Aim of the task
The response should consist of the listing, repeated word for word.

Start of Records for this task

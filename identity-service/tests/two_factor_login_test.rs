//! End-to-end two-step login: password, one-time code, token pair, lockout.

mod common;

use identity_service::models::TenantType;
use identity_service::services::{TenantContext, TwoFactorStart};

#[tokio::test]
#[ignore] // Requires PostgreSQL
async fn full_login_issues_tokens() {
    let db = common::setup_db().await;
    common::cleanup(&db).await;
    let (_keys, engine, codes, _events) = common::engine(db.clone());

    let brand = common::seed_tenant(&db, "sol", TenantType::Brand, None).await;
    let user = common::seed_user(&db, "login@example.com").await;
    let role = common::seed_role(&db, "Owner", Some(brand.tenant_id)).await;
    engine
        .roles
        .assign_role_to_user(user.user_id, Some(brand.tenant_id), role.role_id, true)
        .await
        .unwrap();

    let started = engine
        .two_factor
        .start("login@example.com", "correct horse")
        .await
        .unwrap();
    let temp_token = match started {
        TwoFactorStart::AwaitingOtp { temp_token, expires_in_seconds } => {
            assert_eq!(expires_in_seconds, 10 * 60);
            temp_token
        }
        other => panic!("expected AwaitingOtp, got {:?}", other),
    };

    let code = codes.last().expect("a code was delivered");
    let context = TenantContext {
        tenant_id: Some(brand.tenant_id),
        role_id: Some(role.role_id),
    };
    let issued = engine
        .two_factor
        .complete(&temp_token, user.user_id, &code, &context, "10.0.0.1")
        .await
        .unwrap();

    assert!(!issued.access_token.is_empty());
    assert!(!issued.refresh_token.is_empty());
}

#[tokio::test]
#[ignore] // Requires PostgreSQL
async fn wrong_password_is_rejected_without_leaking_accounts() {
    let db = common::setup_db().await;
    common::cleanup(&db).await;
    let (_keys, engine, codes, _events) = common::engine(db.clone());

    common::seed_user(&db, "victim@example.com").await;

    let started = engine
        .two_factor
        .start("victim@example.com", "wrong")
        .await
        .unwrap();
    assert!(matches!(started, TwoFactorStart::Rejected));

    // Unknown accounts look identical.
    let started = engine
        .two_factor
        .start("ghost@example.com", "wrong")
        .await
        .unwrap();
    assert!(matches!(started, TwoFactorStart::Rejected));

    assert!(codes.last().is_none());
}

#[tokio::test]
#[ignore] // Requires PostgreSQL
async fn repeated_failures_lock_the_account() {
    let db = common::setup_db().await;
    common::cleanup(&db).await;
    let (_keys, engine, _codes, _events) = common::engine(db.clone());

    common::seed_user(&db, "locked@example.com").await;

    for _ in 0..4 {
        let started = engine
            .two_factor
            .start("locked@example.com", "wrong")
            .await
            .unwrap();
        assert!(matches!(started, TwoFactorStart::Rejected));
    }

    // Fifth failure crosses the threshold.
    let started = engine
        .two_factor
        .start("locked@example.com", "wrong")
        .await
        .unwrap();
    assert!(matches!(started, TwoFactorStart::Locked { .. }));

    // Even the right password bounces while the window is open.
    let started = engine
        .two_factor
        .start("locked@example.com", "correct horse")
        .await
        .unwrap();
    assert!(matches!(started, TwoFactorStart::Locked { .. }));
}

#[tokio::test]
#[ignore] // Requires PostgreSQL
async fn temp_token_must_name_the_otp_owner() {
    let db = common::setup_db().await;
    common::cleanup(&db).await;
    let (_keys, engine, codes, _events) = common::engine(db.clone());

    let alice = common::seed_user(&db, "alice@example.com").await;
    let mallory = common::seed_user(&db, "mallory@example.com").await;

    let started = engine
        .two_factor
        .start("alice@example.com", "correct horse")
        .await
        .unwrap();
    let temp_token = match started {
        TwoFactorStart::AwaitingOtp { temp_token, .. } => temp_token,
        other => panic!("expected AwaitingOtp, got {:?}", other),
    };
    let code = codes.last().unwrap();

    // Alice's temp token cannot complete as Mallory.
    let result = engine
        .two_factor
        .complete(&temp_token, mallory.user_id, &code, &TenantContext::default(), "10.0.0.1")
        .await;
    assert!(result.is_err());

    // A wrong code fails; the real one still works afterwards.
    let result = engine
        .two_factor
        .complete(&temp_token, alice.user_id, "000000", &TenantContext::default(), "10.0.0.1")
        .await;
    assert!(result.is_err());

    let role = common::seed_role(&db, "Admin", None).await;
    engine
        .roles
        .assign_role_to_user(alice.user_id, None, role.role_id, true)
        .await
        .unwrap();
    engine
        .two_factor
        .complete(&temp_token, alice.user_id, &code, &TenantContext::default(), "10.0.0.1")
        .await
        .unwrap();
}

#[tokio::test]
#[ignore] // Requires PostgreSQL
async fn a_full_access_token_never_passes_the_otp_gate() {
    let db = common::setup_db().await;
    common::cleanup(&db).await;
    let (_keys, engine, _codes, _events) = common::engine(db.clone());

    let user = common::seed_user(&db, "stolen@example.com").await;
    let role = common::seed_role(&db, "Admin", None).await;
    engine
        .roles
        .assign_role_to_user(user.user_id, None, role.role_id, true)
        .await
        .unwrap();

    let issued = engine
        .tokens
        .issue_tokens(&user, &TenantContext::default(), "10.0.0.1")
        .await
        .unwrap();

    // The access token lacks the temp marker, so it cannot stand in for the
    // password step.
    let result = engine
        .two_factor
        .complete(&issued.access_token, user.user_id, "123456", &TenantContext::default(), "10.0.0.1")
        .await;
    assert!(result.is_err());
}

End of Records for this task

Answer to this exercise
filename identity-service/tests/two_factor_login_test.rs
//! End-to-end two-step login: password, one-time code, token pair, lockout.

mod common;

use identity_service::models::TenantType;
use identity_service::services::{TenantContext, TwoFactorStart};

#[tokio::test]
#[ignore] // Requires PostgreSQL
async fn full_login_issues_tokens() {
    let db = common::setup_db().await;
    common::cleanup(&db).await;
    let (_keys, engine, codes, _events) = common::engine(db.clone());

    let brand = common::seed_tenant(&db, "sol", TenantType::Brand, None).await;
    let user = common::seed_user(&db, "login@example.com").await;
    let role = common::seed_role(&db, "Owner", Some(brand.tenant_id)).await;
    engine
        .roles
        .assign_role_to_user(user.user_id, Some(brand.tenant_id), role.role_id, true)
        .await
        .unwrap();

    let started = engine
        .two_factor
        .start("login@example.com", "correct horse")
        .await
        .unwrap();
    let temp_token = match started {
        TwoFactorStart::AwaitingOtp { temp_token, expires_in_seconds } => {
            assert_eq!(expires_in_seconds, 10 * 60);
            temp_token
        }
        other => panic!("expected AwaitingOtp, got {:?}", other),
    };

    let code = codes.last().expect("a code was delivered");
    let context = TenantContext {
        tenant_id: Some(brand.tenant_id),
        role_id: Some(role.role_id),
    };
    let issued = engine
        .two_factor
        .complete(&temp_token, user.user_id, &code, &context, "10.0.0.1")
        .await
        .unwrap();

    assert!(!issued.access_token.is_empty());
    assert!(!issued.refresh_token.is_empty());
}

#[tokio::test]
#[ignore] // Requires PostgreSQL
async fn wrong_password_is_rejected_without_leaking_accounts() {
    let db = common::setup_db().await;
    common::cleanup(&db).await;
    let (_keys, engine, codes, _events) = common::engine(db.clone());

    common::seed_user(&db, "victim@example.com").await;

    let started = engine
        .two_factor
        .start("victim@example.com", "wrong")
        .await
        .unwrap();
    assert!(matches!(started, TwoFactorStart::Rejected));

    // Unknown accounts look identical.
    let started = engine
        .two_factor
        .start("ghost@example.com", "wrong")
        .await
        .unwrap();
    assert!(matches!(started, TwoFactorStart::Rejected));

    assert!(codes.last().is_none());
}

#[tokio::test]
#[ignore] // Requires PostgreSQL
async fn repeated_failures_lock_the_account() {
    let db = common::setup_db().await;
    common::cleanup(&db).await;
    let (_keys, engine, _codes, _events) = common::engine(db.clone());

    common::seed_user(&db, "locked@example.com").await;

    for _ in 0..4 {
        let started = engine
            .two_factor
            .start("locked@example.com", "wrong")
            .await
            .unwrap();
        assert!(matches!(started, TwoFactorStart::Rejected));
    }

    // Fifth failure crosses the threshold.
    let started = engine
        .two_factor
        .start("locked@example.com", "wrong")
        .await
        .unwrap();
    assert!(matches!(started, TwoFactorStart::Locked { .. }));

    // Even the right password bounces while the window is open.
    let started = engine
        .two_factor
        .start("locked@example.com", "correct horse")
        .await
        .unwrap();
    assert!(matches!(started, TwoFactorStart::Locked { .. }));
}

#[tokio::test]
#[ignore] // Requires PostgreSQL
async fn temp_token_must_name_the_otp_owner() {
    let db = common::setup_db().await;
    common::cleanup(&db).await;
    let (_keys, engine, codes, _events) = common::engine(db.clone());

    let alice = common::seed_user(&db, "alice@example.com").await;
    let mallory = common::seed_user(&db, "mallory@example.com").await;

    let started = engine
        .two_factor
        .start("alice@example.com", "correct horse")
        .await
        .unwrap();
    let temp_token = match started {
        TwoFactorStart::AwaitingOtp { temp_token, .. } => temp_token,
        other => panic!("expected AwaitingOtp, got {:?}", other),
    };
    let code = codes.last().unwrap();

    // Alice's temp token cannot complete as Mallory.
    let result = engine
        .two_factor
        .complete(&temp_token, mallory.user_id, &code, &TenantContext::default(), "10.0.0.1")
        .await;
    assert!(result.is_err());

    // A wrong code fails; the real one still works afterwards.
    let result = engine
        .two_factor
        .complete(&temp_token, alice.user_id, "000000", &TenantContext::default(), "10.0.0.1")
        .await;
    assert!(result.is_err());

    let role = common::seed_role(&db, "Admin", None).await;
    engine
        .roles
        .assign_role_to_user(alice.user_id, None, role.role_id, true)
        .await
        .unwrap();
    engine
        .two_factor
        .complete(&temp_token, alice.user_id, &code, &TenantContext::default(), "10.0.0.1")
        .await
        .unwrap();
}

#[tokio::test]
#[ignore] // Requires PostgreSQL
async fn a_full_access_token_never_passes_the_otp_gate() {
    let db = common::setup_db().await;
    common::cleanup(&db).await;
    let (_keys, engine, _codes, _events) = common::engine(db.clone());

    let user = common::seed_user(&db, "stolen@example.com").await;
    let role = common::seed_role(&db, "Admin", None).await;
    engine
        .roles
        .assign_role_to_user(user.user_id, None, role.role_id, true)
        .await
        .unwrap();

    let issued = engine
        .tokens
        .issue_tokens(&user, &TenantContext::default(), "10.0.0.1")
        .await
        .unwrap();

    // The access token lacks the temp marker, so it cannot stand in for the
    // password step.
    let result = engine
        .two_factor
        .complete(&issued.access_token, user.user_id, "123456", &TenantContext::default(), "10.0.0.1")
        .await;
    assert!(result.is_err());
}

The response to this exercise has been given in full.